La ricerca dei segnali deboli in azienda in pratica

Il framework logico fatto da scannerizzare i segnali deboli, dare loro un senso, agire di conseguenza, ce lo consegna pronto Schoemaker. E’ il grafico di seguito. 

La ricerca dei segnali deboli in azienda in pratica

Guardiamo alla fase di scanning. Tap local intelligence significa ricorrere all’intelligenza distribuita all’interno dell’azienda che dovrebbe essere già in qualche modo pronta, allertata a raccogliere i segnali di futuro. Leverage extended networks significa ricorrere alle fonti esterne, cioè fornitori, Clienti, partners e stakeholders vari. Mobilize search parties invece si riferisce all’idea di creare team di risorse dedicate specificamente all’esplorazione del futuro e delle discontinuità.

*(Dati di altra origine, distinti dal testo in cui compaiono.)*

use std::net::{IpAddr, SocketAddr};
use std::path::PathBuf;
use std::sync::Arc;
use std::time::Duration;

use anyhow::{Context, Result};
use clap::Parser;
use tracing::{error, info};

use menubot::chat::{self, Conversation};
use menubot::config::{ChatConfig, GeminiConfig};
use menubot::constants;
use menubot::gemini::{GeminiClient, Generator, RetryPolicy, RetryingGenerator};
use menubot::locale::Locale;
use menubot::menu::MenuStore;
use menubot::preferences::{FilePreferenceStore, PreferenceStore};
use menubot::prompt;
use menubot::web_server::{self, AppState};

// Define the command-line interface structure using clap
#[derive(Parser, Debug)]
#[command(author, version, about, long_about = None)]
#[command(propagate_version = true)]
struct Cli {
    /// Menu file to use instead of the bundled menu.
    #[arg(long, global = true)]
    menu: Option<PathBuf>,
    /// Response language (id, en). Defaults to the saved preference.
    #[arg(long, global = true)]
    lang: Option<String>,
    /// Where preferences are stored.
    #[arg(long, global = true, env = "MENUBOT_PREFS", default_value = constants::PREFERENCES_PATH.as_str())]
    prefs: PathBuf,
    /// Generation endpoint URL.
    #[arg(long, global = true, env = "GEMINI_API_URL", default_value = constants::GEMINI_API_URL.as_str())]
    api_url: String,
    /// API key for the generation endpoint.
    #[arg(long, global = true, env = "GEMINI_API_KEY", hide_env_values = true, default_value = "")]
    api_key: String,
    /// Request timeout in seconds.
    #[arg(long, global = true, default_value_t = constants::REQUEST_TIMEOUT_SECS)]
    timeout_secs: u64,
    /// Retries for transient generation failures.
    #[arg(long, global = true, default_value_t = constants::MAX_RETRIES)]
    max_retries: usize,
    #[command(subcommand)]
    command: Commands,
}

// Define the available subcommands
#[derive(clap::Subcommand, Debug)]
enum Commands {
    /// Start the web chat server.
    Serve {
        #[arg(long, default_value_t = 9900, help = "Port for the web server.")]
        port: u16,
        #[arg(long, default_value = "0.0.0.0", help = "Address to bind.")]
        host: IpAddr,
        #[arg(long, default_value = "templates", help = "Directory holding the page templates.")]
        templates: PathBuf,
        #[arg(long, default_value = "static", help = "Directory served under /static.")]
        static_dir: PathBuf,
    },
    /// Chat about the menu in the terminal.
    Chat,
    /// Print the prompt that would be sent for a question.
    Prompt {
        /// The customer's question.
        question: String,
    },
    /// List the menu.
    Menu,
    /// Save a preference.
    Set {
        #[command(subcommand)]
        target: SetCommands,
    },
}

#[derive(clap::Subcommand, Debug)]
enum SetCommands {
    /// Default response language (id, en).
    Locale { value: String },
    /// Colour scheme: on, off or system.
    DarkMode {
        #[arg(value_parser = ["on", "off", "system"])]
        value: String,
    },
}

impl Cli {
    fn load_menu(&self) -> Result<MenuStore> {
        match &self.menu {
            Some(path) => MenuStore::from_path(path).context("Failed to load menu file"),
            None => MenuStore::bundled().context("Bundled menu is invalid"),
        }
    }

    fn resolve_locale(&self, preferences: &dyn PreferenceStore) -> Locale {
        match &self.lang {
            Some(tag) => Locale::parse_or_default(tag),
            None => preferences
                .load()
                .map(|prefs| prefs.locale_or_default())
                .unwrap_or_else(|e| {
                    error!("Failed to load preferences: {}", e);
                    Locale::default()
                }),
        }
    }

    fn generator(&self) -> Result<Arc<dyn Generator>> {
        let config = GeminiConfig {
            api_url: self.api_url.clone(),
            api_key: self.api_key.clone(),
            timeout: Duration::from_secs(self.timeout_secs),
            retry: RetryPolicy {
                max_retries: self.max_retries,
                ..RetryPolicy::default()
            },
        };
        if config.api_key.is_empty() {
            error!("GEMINI_API_KEY is not set; every question will get the error reply");
        }
        let client = GeminiClient::new(&config).context("Failed to build generation client")?;
        Ok(Arc::new(RetryingGenerator::new(client, config.retry)))
    }
}

#[tokio::main]
async fn main() -> Result<()> {
    // Load .env file if present (for GEMINI_API_KEY and friends)
    dotenvy::dotenv().ok();

    // Reads log level from RUST_LOG (e.g. RUST_LOG=info,menubot=debug)
    tracing_subscriber::fmt()
        .with_env_filter(tracing_subscriber::EnvFilter::from_default_env())
        .with_writer(std::io::stderr)
        .init();

    let cli = Cli::parse();
    info!("menubot starting with command: {:?}", cli.command);

    let preferences: Arc<dyn PreferenceStore> = Arc::new(FilePreferenceStore::new(&cli.prefs));

    match &cli.command {
        Commands::Serve {
            port,
            host,
            templates,
            static_dir,
        } => {
            let menu = Arc::new(cli.load_menu()?);
            let state = AppState::new(
                templates.clone(),
                menu,
                cli.generator()?,
                preferences,
                ChatConfig::default(),
            );
            let addr = SocketAddr::new(*host, *port);

            let server = web_server::start_web_server(addr, state, static_dir.clone());
            tokio::select! {
                res = server => res?,
                _ = tokio::signal::ctrl_c() => {
                    info!("Ctrl-C received, shutting down.");
                }
            }
        }
        Commands::Chat => {
            let menu = Arc::new(cli.load_menu()?);
            let locale = cli.resolve_locale(preferences.as_ref());
            let conversation = Conversation::new(menu, ChatConfig::default(), locale);
            chat::run_terminal_chat(conversation, cli.generator()?, preferences)
                .await
                .context("Chat session failed")?;
        }
        Commands::Prompt { question } => {
            let menu = cli.load_menu()?;
            let locale = cli.resolve_locale(preferences.as_ref());
            print!("{}", prompt::build_prompt(menu.items(), question, &[], locale));
        }
        Commands::Menu => {
            let menu = cli.load_menu()?;
            let locale = cli.resolve_locale(preferences.as_ref());
            for item in menu.items() {
                println!(
                    "{} [{}] {}\n    {}",
                    item.name,
                    item.category,
                    locale.format_price(item.price),
                    item.composition
                );
            }
        }
        Commands::Set { target } => {
            let mut prefs = preferences.load().context("Failed to load preferences")?;
            match target {
                SetCommands::Locale { value } => {
                    let locale: Locale = value.parse()?;
                    prefs.locale = Some(locale);
                    println!("Locale set to {}", locale);
                }
                SetCommands::DarkMode { value } => {
                    prefs.dark_mode = match value.as_str() {
                        "on" => Some(true),
                        "off" => Some(false),
                        _ => None,
                    };
                    println!("Dark mode set to {}", value);
                }
            }
            preferences.save(&prefs).context("Failed to save preferences")?;
        }
    }

    Ok(())
}
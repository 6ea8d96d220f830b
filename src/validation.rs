//! Guard rails applied to user input before it reaches the transcript.

use regex::Regex;

use crate::error::Rejection;

lazy_static::lazy_static! {
    // Script tags, javascript: URIs and inline event handlers such as onclick=.
    static ref UNSAFE_MARKUP: Regex = Regex::new(
        r"(?i)<\s*/?\s*script\b|javascript\s*:|\bon[a-z]+\s*="
    )
    .expect("unsafe markup pattern is valid");
}

/// Returns true when the text carries markup that could execute once rendered.
pub fn contains_unsafe_markup(text: &str) -> bool {
    UNSAFE_MARKUP.is_match(text)
}

/// Check a submission against the empty, length and markup rules.
/// Length is counted in characters, not bytes.
pub fn validate_input(text: &str, max_chars: usize) -> Result<(), Rejection> {
    if text.trim().is_empty() {
        return Err(Rejection::Empty);
    }
    if text.chars().count() > max_chars {
        return Err(Rejection::TooLong { max: max_chars });
    }
    if contains_unsafe_markup(text) {
        return Err(Rejection::Unsafe);
    }
    Ok(())
}
//! Persisted user preferences: theme and response language.

use std::path::PathBuf;
use std::sync::Mutex;

use serde::{Deserialize, Serialize};
use tracing::{debug, info, warn};

use crate::error::PreferenceError;
use crate::locale::Locale;

#[derive(Debug, Clone, Copy, Default, PartialEq, Eq, Serialize, Deserialize)]
pub struct Preferences {
    /// `None` follows the system colour scheme.
    #[serde(default)]
    pub dark_mode: Option<bool>,
    /// `None` uses the default locale.
    #[serde(default)]
    pub locale: Option<Locale>,
}

impl Preferences {
    pub fn locale_or_default(&self) -> Locale {
        self.locale.unwrap_or_default()
    }

    /// Theme name handed to the page: `dark`, `light` or `auto`.
    pub fn theme(&self) -> &'static str {
        match self.dark_mode {
            Some(true) => "dark",
            Some(false) => "light",
            None => "auto",
        }
    }
}

pub trait PreferenceStore: Send + Sync {
    fn load(&self) -> Result<Preferences, PreferenceError>;
    fn save(&self, preferences: &Preferences) -> Result<(), PreferenceError>;
}

/// Preferences stored as a small JSON file.
#[derive(Debug, Clone)]
pub struct FilePreferenceStore {
    path: PathBuf,
}

impl FilePreferenceStore {
    pub fn new(path: impl Into<PathBuf>) -> Self {
        Self { path: path.into() }
    }

    fn io_error(&self, source: std::io::Error) -> PreferenceError {
        PreferenceError::Io {
            path: self.path.clone(),
            source,
        }
    }
}

impl PreferenceStore for FilePreferenceStore {
    fn load(&self) -> Result<Preferences, PreferenceError> {
        match std::fs::read_to_string(&self.path) {
            Ok(json) => Ok(serde_json::from_str(&json)?),
            Err(e) if e.kind() == std::io::ErrorKind::NotFound => {
                debug!("No preferences at {}, using defaults", self.path.display());
                Ok(Preferences::default())
            }
            Err(e) => Err(self.io_error(e)),
        }
    }

    fn save(&self, preferences: &Preferences) -> Result<(), PreferenceError> {
        if let Some(parent) = self.path.parent().filter(|p| !p.as_os_str().is_empty()) {
            std::fs::create_dir_all(parent).map_err(|e| self.io_error(e))?;
        }
        let json = serde_json::to_string_pretty(preferences)?;
        std::fs::write(&self.path, json).map_err(|e| self.io_error(e))?;
        info!("Saved preferences to {}", self.path.display());
        Ok(())
    }
}

/// Save `locale` as the preferred language, keeping the other settings.
/// An unreadable store is logged and replaced with defaults.
pub fn remember_locale(store: &dyn PreferenceStore, locale: Locale) {
    let mut prefs = store.load().unwrap_or_else(|e| {
        warn!("Failed to load preferences: {}", e);
        Preferences::default()
    });
    prefs.locale = Some(locale);
    if let Err(e) = store.save(&prefs) {
        warn!("Failed to save locale preference: {}", e);
    }
}

/// In-process store, used when nothing should touch the disk.
#[derive(Debug, Default)]
pub struct MemoryPreferenceStore {
    inner: Mutex<Preferences>,
}

impl MemoryPreferenceStore {
    pub fn new(preferences: Preferences) -> Self {
        Self {
            inner: Mutex::new(preferences),
        }
    }
}

impl PreferenceStore for MemoryPreferenceStore {
    fn load(&self) -> Result<Preferences, PreferenceError> {
        Ok(*self.inner.lock().unwrap_or_else(|poisoned| poisoned.into_inner()))
    }

    fn save(&self, preferences: &Preferences) -> Result<(), PreferenceError> {
        *self.inner.lock().unwrap_or_else(|poisoned| poisoned.into_inner()) = *preferences;
        Ok(())
    }
}
//! Supported response languages and the user-facing strings for each.

use std::fmt;
use std::str::FromStr;

use serde::{Deserialize, Deserializer, Serialize};
use tracing::warn;

#[derive(Debug, Clone, Copy, PartialEq, Eq, Hash, Default, Serialize)]
#[serde(rename_all = "lowercase")]
pub enum Locale {
    /// Indonesian.
    #[default]
    Id,
    /// English.
    En,
}

/// Fixed user-facing strings for one locale.
#[derive(Debug)]
pub struct UiStrings {
    /// Utterance sent automatically when a session starts or is reset.
    pub seed_utterance: &'static str,
    /// Substituted when the model reply cannot be read.
    pub no_recommendation: &'static str,
    /// Assistant turn used when the generation call fails.
    pub generation_error: &'static str,
    pub empty_notice: &'static str,
    /// Contains a `{max}` placeholder.
    pub too_long_notice: &'static str,
    pub unsafe_notice: &'static str,
    pub limit_notice: &'static str,
    pub busy_notice: &'static str,
    pub page_title: &'static str,
    pub input_placeholder: &'static str,
    pub send_label: &'static str,
    pub reset_label: &'static str,
    pub typing_label: &'static str,
}

const ID_STRINGS: UiStrings = UiStrings {
    seed_utterance: "Ada apa saja menu disini?",
    no_recommendation: "Tidak ada rekomendasi.",
    generation_error: "❌ Tolong ulangi pertanyaanmu!",
    empty_notice: "Tolong masukkan pertanyaan terlebih dahulu!",
    too_long_notice: "Pertanyaan terlalu panjang, maksimal {max} karakter.",
    unsafe_notice: "Pertanyaan mengandung karakter yang tidak diizinkan.",
    limit_notice: "Batas percakapan tercapai. Silakan mulai ulang percakapan.",
    busy_notice: "Tunggu sebentar, jawaban sebelumnya sedang diproses.",
    page_title: "Asisten Menu",
    input_placeholder: "Tulis pesanmu...",
    send_label: "Kirim",
    reset_label: "Mulai Ulang",
    typing_label: "💬 Mengetik...",
};

const EN_STRINGS: UiStrings = UiStrings {
    seed_utterance: "What's on the menu here?",
    no_recommendation: "No recommendation available.",
    generation_error: "❌ Please ask your question again!",
    empty_notice: "Please enter a question first!",
    too_long_notice: "Your question is too long, the maximum is {max} characters.",
    unsafe_notice: "Your question contains characters that are not allowed.",
    limit_notice: "Conversation limit reached. Please reset the chat.",
    busy_notice: "Please wait, the previous answer is still on its way.",
    page_title: "Menu Assistant",
    input_placeholder: "Type your message...",
    send_label: "Send",
    reset_label: "Reset",
    typing_label: "💬 Typing...",
};

#[derive(Debug, thiserror::Error)]
#[error("unsupported locale '{0}' (expected one of: id, en)")]
pub struct UnsupportedLocale(pub String);

impl Locale {
    pub const ALL: [Locale; 2] = [Locale::Id, Locale::En];

    pub fn tag(self) -> &'static str {
        match self {
            Locale::Id => "id",
            Locale::En => "en",
        }
    }

    /// Parse a language tag, falling back to the default locale for anything
    /// unsupported.
    pub fn parse_or_default(tag: &str) -> Locale {
        tag.parse().unwrap_or_else(|err: UnsupportedLocale| {
            warn!("{}; falling back to '{}'", err, Locale::default());
            Locale::default()
        })
    }

    pub fn strings(self) -> &'static UiStrings {
        match self {
            Locale::Id => &ID_STRINGS,
            Locale::En => &EN_STRINGS,
        }
    }

    /// Rupiah amount with the locale's thousands separator, e.g. `Rp25.000`.
    pub fn format_price(self, price: u64) -> String {
        let separator = match self {
            Locale::Id => '.',
            Locale::En => ',',
        };
        let digits = price.to_string();
        let mut grouped = String::with_capacity(digits.len() + digits.len() / 3);
        for (i, ch) in digits.chars().enumerate() {
            if i > 0 && (digits.len() - i) % 3 == 0 {
                grouped.push(separator);
            }
            grouped.push(ch);
        }
        format!("Rp{}", grouped)
    }
}

impl FromStr for Locale {
    type Err = UnsupportedLocale;

    fn from_str(s: &str) -> Result<Self, Self::Err> {
        // Only the primary subtag matters: "en-US" and "en_GB" are English.
        let primary = s
            .trim()
            .split(['-', '_'])
            .next()
            .unwrap_or_default()
            .to_ascii_lowercase();
        match primary.as_str() {
            "id" | "in" => Ok(Locale::Id),
            "en" => Ok(Locale::En),
            _ => Err(UnsupportedLocale(s.to_string())),
        }
    }
}

// Unsupported tags coming from stored preferences or clients fail closed.
impl<'de> Deserialize<'de> for Locale {
    fn deserialize<D: Deserializer<'de>>(deserializer: D) -> Result<Self, D::Error> {
        let tag = String::deserialize(deserializer)?;
        Ok(Locale::parse_or_default(&tag))
    }
}

impl fmt::Display for Locale {
    fn fmt(&self, f: &mut fmt::Formatter<'_>) -> fmt::Result {
        f.write_str(self.tag())
    }
}
use std::time::Duration;

use crate::constants;
use crate::gemini::RetryPolicy;

/// Limits applied by a conversation session.
#[derive(Debug, Clone, PartialEq, Eq)]
pub struct ChatConfig {
    /// Longest accepted question, in characters.
    pub max_input_chars: usize,
    /// Transcript size at which further submissions are refused.
    pub max_messages: usize,
    /// Number of prior messages rendered into each prompt.
    pub history_window: usize,
}

impl Default for ChatConfig {
    fn default() -> Self {
        Self {
            max_input_chars: constants::MAX_INPUT_CHARS,
            max_messages: constants::MAX_TRANSCRIPT_MESSAGES,
            history_window: constants::HISTORY_WINDOW,
        }
    }
}

/// Connection settings for the generation endpoint.
#[derive(Debug, Clone)]
pub struct GeminiConfig {
    pub api_url: String,
    pub api_key: String,
    pub timeout: Duration,
    pub retry: RetryPolicy,
}

impl Default for GeminiConfig {
    fn default() -> Self {
        Self {
            api_url: constants::GEMINI_API_URL.clone(),
            api_key: constants::GEMINI_API_KEY.clone(),
            timeout: Duration::from_secs(constants::REQUEST_TIMEOUT_SECS),
            retry: RetryPolicy::default(),
        }
    }
}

Per quanto mi riguarda, alla luce della mia esperienza di venti anni in azienda, salvo solo alcune parti di quanto dice l’autore . Conservo l’idea della necessità di diffondere all’interno la cultura e la predisposizione a cogliere i segnali di futuro ed in parte il concetto che risorse dedicate possano essere utili. Per il resto, trovo ci sia un po’ di accademia. Il tempo in azienda è scarso e gli obiettivi contingenti sono messi davanti a tutto. Il tempo per pensare è pochissimo, in diversi contesti le retribuzioni sono guidate da algoritmi sulla base delle performance delle persone. E vi aspettate che dalla presunta intelligenza distribuita emerga qualcosa? E addirittura che sia spontaneo?

Se c’è una componente aziendale che possiamo attivare per prima alla ricerca dei segnali di futuro, è quella composta da persone anticonformiste, outliers, rompiscatole, iperattivi, disordinati, curiosi, quello che vengono chiamati “fuori del comune” o “un tipo un po’ sui generis” etc… In un alveare non vanno tutte le api e cercare segnali all’esterno, ma solo quelle deputate al ruolo di vedette. 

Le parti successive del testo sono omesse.